Given data>

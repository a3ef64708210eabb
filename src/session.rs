//! Telegram client construction over a SQLite-backed session
//!
//! Provides:
//! - Session storage opening at a chosen path
//! - Client creation with the sender pool runner spawned in the background
//! - Guaranteed runner teardown when the client wrapper drops
//! - A startup preflight that proves the storage backend works

use std::env;
use std::fs;
use std::sync::Arc;

use grammers_client::client::updates::UpdatesLike;
use grammers_client::Client;
use grammers_mtsender::{SenderPool, SenderPoolHandle};
use grammers_session::storages::SqliteSession;
use tokio::sync::mpsc;

use crate::error::{Error, Result};
use crate::session_path::SessionPath;

/// Open (creating if needed) the SQLite session at the resolved path.
pub fn open_storage(path: &SessionPath) -> Result<Arc<SqliteSession>> {
    let session_file = path.session_file().display().to_string();
    let session = SqliteSession::open(&session_file)
        .map_err(|e| Error::StorageUnavailable(format!("Failed to open session: {}", e)))?;
    Ok(Arc::new(session))
}

/// Verify the session storage backend is operational before prompting the
/// user for anything. Opens a throwaway session in the OS temp directory and
/// removes it again.
pub fn storage_preflight() -> Result<()> {
    let probe = SessionPath::new(
        env::temp_dir(),
        &format!("session_creator_probe_{}", std::process::id()),
    );

    let probe_file = probe.session_file().display().to_string();
    let result = SqliteSession::open(&probe_file)
        .map(drop)
        .map_err(|e| Error::StorageUnavailable(e.to_string()));

    let [shm, wal] = probe.journal_files();
    for file in [probe.session_file(), shm, wal] {
        let _ = fs::remove_file(file);
    }

    result
}

/// Holder for SenderPool components and Client.
///
/// Dropping this aborts the background runner, so the connection is torn
/// down on every exit path, including errors and Ctrl-C.
pub struct TelegramClient {
    pub client: Client,
    pub handle: SenderPoolHandle,
    // Kept alive so the runner's update sends do not fail; never consumed
    _updates: mpsc::UnboundedReceiver<UpdatesLike>,
    runner: tokio::task::JoinHandle<()>,
}

impl TelegramClient {
    /// Create a client bound to the given session storage.
    pub async fn connect(session: Arc<SqliteSession>, api_id: i32) -> Result<Self> {
        let pool = SenderPool::new(session, api_id);

        // Create client from pool (needs a reference to the whole pool)
        let client = Client::new(&pool);

        let SenderPool {
            runner,
            updates,
            handle,
        } = pool;

        let runner = tokio::spawn(async move {
            runner.run().await;
        });

        Ok(Self {
            client,
            handle,
            _updates: updates,
            runner,
        })
    }
}

impl Drop for TelegramClient {
    fn drop(&mut self) {
        self.runner.abort();
    }
}

// Allow using TelegramClient as &Client
impl std::ops::Deref for TelegramClient {
    type Target = Client;

    fn deref(&self) -> &Self::Target {
        &self.client
    }
}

What this task involves> What number of lines in the data contain the word "display"? Give the number and nothing else.

Reply to the task> 2